_YOUR GOAL_:
Restate word for word the lines of the data below, from the first through the one that has "is implemented by".

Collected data
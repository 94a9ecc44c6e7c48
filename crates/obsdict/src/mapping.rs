#![forbid(unsafe_code)]

//! The mapping surface shared by every observable variant.
//!
//! [`ObservableMapping`] is implemented by [`ObservableDictionary`] (the
//! source of truth) and [`ReadOnlyObservableDictionary`] (a relay).
//! [`ObservableMap`] is the tagged union over both, for callers that hold
//! either kind behind one type.

use std::hash::Hash;

use indexmap::Equivalent;

use crate::change::Change;
use crate::channel::Subscription;
use crate::dictionary::ObservableDictionary;
use crate::error::DictionaryError;
use crate::sequence::{Keys, Values};
use crate::view::ReadOnlyObservableDictionary;

/// Read access, subscription, and fallible mutation for an observable
/// key-value mapping.
///
/// Iteration order is insertion order. `keys()` and `values()` return live
/// handles onto the same derived sequences for every variant that shares a
/// dictionary.
pub trait ObservableMapping<K, V> {
    /// Clone of the value under `key`, or [`DictionaryError::KeyNotFound`].
    fn get<Q>(&self, key: &Q) -> Result<V, DictionaryError>
    where
        Q: ?Sized + Hash + Equivalent<K>;

    /// Clone of the value under `key`, if present.
    fn try_get<Q>(&self, key: &Q) -> Option<V>
    where
        Q: ?Sized + Hash + Equivalent<K>;

    fn contains_key<Q>(&self, key: &Q) -> bool
    where
        Q: ?Sized + Hash + Equivalent<K>;

    /// Number of entries.
    fn count(&self) -> usize;

    fn is_empty(&self) -> bool {
        self.count() == 0
    }

    /// Snapshot of all entries in iteration order.
    fn entries(&self) -> Vec<(K, V)>;

    /// Visit entries in iteration order without cloning them.
    ///
    /// The mapping is borrowed for the duration of the call; `f` must not
    /// mutate it.
    fn for_each(&self, f: impl FnMut(&K, &V));

    /// Live key sequence.
    fn keys(&self) -> Keys<K, V>;

    /// Live value sequence, index-aligned with [`keys`](Self::keys).
    fn values(&self) -> Values<K, V>;

    /// Number of change notifications emitted so far.
    fn version(&self) -> u64;

    /// Whether mutation through this handle is rejected.
    fn is_read_only(&self) -> bool;

    /// Subscribe to [`Change`] notifications.
    fn subscribe(&self, callback: impl Fn(&Change<K, V>) + 'static) -> Subscription;

    /// Subscribe to the count signal. The callback receives the new count
    /// once after every change notification.
    fn subscribe_count(&self, callback: impl Fn(usize) + 'static) -> Subscription;

    /// Add or overwrite an entry.
    fn try_add(&self, key: K, value: V) -> Result<(), DictionaryError>;

    /// Remove an entry. `Ok(false)` when the key was absent.
    fn try_remove<Q>(&self, key: &Q) -> Result<bool, DictionaryError>
    where
        Q: ?Sized + Hash + Equivalent<K>;

    /// Remove every entry.
    fn try_clear(&self) -> Result<(), DictionaryError>;
}

/// Either observable variant behind one type.
pub enum ObservableMap<K, V> {
    Mutable(ObservableDictionary<K, V>),
    ReadOnly(ReadOnlyObservableDictionary<K, V>),
}

impl<K, V> ObservableMap<K, V> {
    /// Human-readable variant name.
    #[must_use]
    pub fn kind(&self) -> &'static str {
        match self {
            Self::Mutable(_) => ObservableDictionary::<K, V>::KIND,
            Self::ReadOnly(_) => ReadOnlyObservableDictionary::<K, V>::KIND,
        }
    }
}

impl<K, V> Clone for ObservableMap<K, V> {
    fn clone(&self) -> Self {
        match self {
            Self::Mutable(d) => Self::Mutable(d.clone()),
            Self::ReadOnly(v) => Self::ReadOnly(v.clone()),
        }
    }
}

impl<K, V> From<ObservableDictionary<K, V>> for ObservableMap<K, V> {
    fn from(dictionary: ObservableDictionary<K, V>) -> Self {
        Self::Mutable(dictionary)
    }
}

impl<K, V> From<ReadOnlyObservableDictionary<K, V>> for ObservableMap<K, V> {
    fn from(view: ReadOnlyObservableDictionary<K, V>) -> Self {
        Self::ReadOnly(view)
    }
}

macro_rules! dispatch {
    ($self:ident, $inner:ident => $body:expr) => {
        match $self {
            ObservableMap::Mutable($inner) => $body,
            ObservableMap::ReadOnly($inner) => $body,
        }
    };
}

impl<K, V> ObservableMapping<K, V> for ObservableMap<K, V>
where
    K: Clone + Eq + Hash + 'static,
    V: Clone + 'static,
{
    fn get<Q>(&self, key: &Q) -> Result<V, DictionaryError>
    where
        Q: ?Sized + Hash + Equivalent<K>,
    {
        dispatch!(self, m => m.get(key))
    }

    fn try_get<Q>(&self, key: &Q) -> Option<V>
    where
        Q: ?Sized + Hash + Equivalent<K>,
    {
        dispatch!(self, m => m.try_get(key))
    }

    fn contains_key<Q>(&self, key: &Q) -> bool
    where
        Q: ?Sized + Hash + Equivalent<K>,
    {
        dispatch!(self, m => m.contains_key(key))
    }

    fn count(&self) -> usize {
        dispatch!(self, m => m.count())
    }

    fn entries(&self) -> Vec<(K, V)> {
        dispatch!(self, m => m.entries())
    }

    fn for_each(&self, f: impl FnMut(&K, &V)) {
        dispatch!(self, m => m.for_each(f))
    }

    fn keys(&self) -> Keys<K, V> {
        dispatch!(self, m => m.keys())
    }

    fn values(&self) -> Values<K, V> {
        dispatch!(self, m => m.values())
    }

    fn version(&self) -> u64 {
        dispatch!(self, m => m.version())
    }

    fn is_read_only(&self) -> bool {
        dispatch!(self, m => m.is_read_only())
    }

    fn subscribe(&self, callback: impl Fn(&Change<K, V>) + 'static) -> Subscription {
        dispatch!(self, m => m.subscribe(callback))
    }

    fn subscribe_count(&self, callback: impl Fn(usize) + 'static) -> Subscription {
        dispatch!(self, m => m.subscribe_count(callback))
    }

    fn try_add(&self, key: K, value: V) -> Result<(), DictionaryError> {
        dispatch!(self, m => m.try_add(key, value))
    }

    fn try_remove<Q>(&self, key: &Q) -> Result<bool, DictionaryError>
    where
        Q: ?Sized + Hash + Equivalent<K>,
    {
        dispatch!(self, m => m.try_remove(key))
    }

    fn try_clear(&self) -> Result<(), DictionaryError> {
        dispatch!(self, m => m.try_clear())
    }
}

_RESULT OF THE EXERCISE_:
repository 94a9ecc44c6e7c48
filename crates/obsdict/src/mapping.rs
#![forbid(unsafe_code)]

//! The mapping surface shared by every observable variant.
//!
//! [`ObservableMapping`] is implemented by [`ObservableDictionary`] (the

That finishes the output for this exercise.